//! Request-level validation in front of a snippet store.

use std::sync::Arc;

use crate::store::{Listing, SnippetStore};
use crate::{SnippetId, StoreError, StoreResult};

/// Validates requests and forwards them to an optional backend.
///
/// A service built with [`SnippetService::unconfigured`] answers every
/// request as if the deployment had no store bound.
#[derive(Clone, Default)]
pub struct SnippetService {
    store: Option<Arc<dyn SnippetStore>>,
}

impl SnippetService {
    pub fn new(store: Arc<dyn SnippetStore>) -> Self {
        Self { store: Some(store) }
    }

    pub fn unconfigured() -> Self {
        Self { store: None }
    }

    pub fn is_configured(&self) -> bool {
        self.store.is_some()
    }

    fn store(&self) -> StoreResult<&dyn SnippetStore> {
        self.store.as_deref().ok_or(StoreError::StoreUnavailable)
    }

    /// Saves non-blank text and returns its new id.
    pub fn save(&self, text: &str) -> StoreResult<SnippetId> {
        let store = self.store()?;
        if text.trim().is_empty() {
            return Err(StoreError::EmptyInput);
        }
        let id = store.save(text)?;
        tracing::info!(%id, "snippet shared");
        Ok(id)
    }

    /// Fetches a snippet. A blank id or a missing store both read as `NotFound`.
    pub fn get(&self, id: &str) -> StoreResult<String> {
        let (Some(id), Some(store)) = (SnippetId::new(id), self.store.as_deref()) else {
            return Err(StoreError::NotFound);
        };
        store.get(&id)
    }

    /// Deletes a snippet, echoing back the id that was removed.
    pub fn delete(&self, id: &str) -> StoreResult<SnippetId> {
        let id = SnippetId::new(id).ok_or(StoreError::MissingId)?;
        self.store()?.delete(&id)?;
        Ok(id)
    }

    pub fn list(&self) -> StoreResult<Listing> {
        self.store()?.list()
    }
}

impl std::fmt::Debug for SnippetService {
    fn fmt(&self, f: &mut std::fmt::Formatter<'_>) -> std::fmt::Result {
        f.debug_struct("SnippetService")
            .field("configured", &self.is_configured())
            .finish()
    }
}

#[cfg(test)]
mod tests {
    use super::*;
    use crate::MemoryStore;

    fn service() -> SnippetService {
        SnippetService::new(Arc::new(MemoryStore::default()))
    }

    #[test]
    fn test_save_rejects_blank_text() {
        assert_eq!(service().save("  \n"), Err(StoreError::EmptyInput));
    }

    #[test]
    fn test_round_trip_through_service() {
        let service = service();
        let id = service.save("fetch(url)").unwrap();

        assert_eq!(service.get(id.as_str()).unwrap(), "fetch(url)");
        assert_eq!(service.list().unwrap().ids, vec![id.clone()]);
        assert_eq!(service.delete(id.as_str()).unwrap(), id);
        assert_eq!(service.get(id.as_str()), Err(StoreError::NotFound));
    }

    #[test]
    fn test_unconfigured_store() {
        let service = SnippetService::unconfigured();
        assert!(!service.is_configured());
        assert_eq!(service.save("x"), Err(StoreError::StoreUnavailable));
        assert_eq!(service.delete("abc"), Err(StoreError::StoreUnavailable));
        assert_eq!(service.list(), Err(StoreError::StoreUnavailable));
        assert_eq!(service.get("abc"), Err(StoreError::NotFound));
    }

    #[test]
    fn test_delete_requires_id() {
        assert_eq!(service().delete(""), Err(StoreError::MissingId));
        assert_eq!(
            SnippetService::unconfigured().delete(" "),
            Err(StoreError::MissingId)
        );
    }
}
==
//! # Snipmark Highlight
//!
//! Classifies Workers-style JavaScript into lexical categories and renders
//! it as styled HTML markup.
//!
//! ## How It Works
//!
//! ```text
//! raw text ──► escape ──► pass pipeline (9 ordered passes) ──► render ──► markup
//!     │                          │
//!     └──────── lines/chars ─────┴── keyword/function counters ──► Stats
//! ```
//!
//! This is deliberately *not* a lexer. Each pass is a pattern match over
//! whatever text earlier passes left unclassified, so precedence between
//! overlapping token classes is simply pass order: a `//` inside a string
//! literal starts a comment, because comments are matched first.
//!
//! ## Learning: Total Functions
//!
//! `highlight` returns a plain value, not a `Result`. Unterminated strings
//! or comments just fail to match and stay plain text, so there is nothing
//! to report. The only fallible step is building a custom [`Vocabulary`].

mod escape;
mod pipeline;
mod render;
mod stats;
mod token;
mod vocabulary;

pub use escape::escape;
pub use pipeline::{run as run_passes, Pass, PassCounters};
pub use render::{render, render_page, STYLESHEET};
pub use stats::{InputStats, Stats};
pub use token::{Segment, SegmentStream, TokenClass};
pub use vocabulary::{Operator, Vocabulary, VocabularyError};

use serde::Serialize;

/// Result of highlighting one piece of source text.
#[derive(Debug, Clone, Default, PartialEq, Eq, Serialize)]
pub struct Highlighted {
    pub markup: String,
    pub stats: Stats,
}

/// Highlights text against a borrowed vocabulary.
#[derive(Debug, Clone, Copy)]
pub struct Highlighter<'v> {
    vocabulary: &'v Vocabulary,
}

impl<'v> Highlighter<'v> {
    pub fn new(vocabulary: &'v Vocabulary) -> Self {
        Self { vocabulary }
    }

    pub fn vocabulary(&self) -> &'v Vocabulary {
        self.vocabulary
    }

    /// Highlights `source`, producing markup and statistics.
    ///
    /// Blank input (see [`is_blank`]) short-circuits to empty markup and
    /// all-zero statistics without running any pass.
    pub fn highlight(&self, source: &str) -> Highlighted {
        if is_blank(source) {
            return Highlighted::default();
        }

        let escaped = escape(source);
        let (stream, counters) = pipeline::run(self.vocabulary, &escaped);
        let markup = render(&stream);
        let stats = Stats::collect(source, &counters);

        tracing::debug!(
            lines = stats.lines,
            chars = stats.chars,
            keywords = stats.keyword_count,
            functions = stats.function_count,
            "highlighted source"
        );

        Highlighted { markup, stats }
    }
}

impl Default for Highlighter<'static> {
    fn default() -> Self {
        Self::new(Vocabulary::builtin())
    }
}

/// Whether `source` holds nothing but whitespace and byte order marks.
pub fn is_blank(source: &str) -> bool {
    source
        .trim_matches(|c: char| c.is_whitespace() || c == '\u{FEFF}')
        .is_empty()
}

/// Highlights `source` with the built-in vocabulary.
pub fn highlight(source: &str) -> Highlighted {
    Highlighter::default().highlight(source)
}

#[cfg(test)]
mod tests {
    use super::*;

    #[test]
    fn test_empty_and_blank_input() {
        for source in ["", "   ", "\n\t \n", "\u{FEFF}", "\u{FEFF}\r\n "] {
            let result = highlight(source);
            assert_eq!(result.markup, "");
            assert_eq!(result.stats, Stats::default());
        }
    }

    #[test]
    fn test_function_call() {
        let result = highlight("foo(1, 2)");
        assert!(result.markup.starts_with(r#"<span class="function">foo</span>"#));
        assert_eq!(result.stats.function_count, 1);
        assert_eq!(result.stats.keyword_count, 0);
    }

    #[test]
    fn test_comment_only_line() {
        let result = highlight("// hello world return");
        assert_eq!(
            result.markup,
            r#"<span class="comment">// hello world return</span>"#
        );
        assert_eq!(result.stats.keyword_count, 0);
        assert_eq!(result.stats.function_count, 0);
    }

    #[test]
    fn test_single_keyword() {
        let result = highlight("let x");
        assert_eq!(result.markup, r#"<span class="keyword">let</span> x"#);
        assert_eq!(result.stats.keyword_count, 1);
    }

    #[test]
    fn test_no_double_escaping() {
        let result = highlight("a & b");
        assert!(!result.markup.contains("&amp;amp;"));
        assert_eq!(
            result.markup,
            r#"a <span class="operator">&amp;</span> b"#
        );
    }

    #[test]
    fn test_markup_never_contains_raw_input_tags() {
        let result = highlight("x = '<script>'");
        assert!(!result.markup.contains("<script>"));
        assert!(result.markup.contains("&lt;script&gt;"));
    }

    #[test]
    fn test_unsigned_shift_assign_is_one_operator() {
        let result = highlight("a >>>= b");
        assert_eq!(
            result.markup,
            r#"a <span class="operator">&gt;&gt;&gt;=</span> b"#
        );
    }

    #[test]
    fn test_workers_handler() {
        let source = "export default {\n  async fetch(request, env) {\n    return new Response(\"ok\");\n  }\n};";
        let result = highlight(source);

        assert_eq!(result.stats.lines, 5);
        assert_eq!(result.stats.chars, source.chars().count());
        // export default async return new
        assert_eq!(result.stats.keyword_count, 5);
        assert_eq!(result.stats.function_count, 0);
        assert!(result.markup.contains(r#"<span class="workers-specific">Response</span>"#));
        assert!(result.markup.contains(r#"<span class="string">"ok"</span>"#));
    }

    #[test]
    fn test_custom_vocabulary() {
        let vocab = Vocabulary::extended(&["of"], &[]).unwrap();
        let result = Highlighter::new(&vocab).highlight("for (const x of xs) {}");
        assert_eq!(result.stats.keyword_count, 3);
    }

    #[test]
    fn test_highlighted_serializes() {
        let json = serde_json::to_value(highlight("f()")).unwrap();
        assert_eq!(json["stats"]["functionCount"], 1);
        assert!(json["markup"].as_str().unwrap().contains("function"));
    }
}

### What to produce
For each line of the entries that contains the word "Listing", make a copy.

### The completed task
use crate::store::{Listing, SnippetStore};
    pub fn list(&self) -> StoreResult<Listing> {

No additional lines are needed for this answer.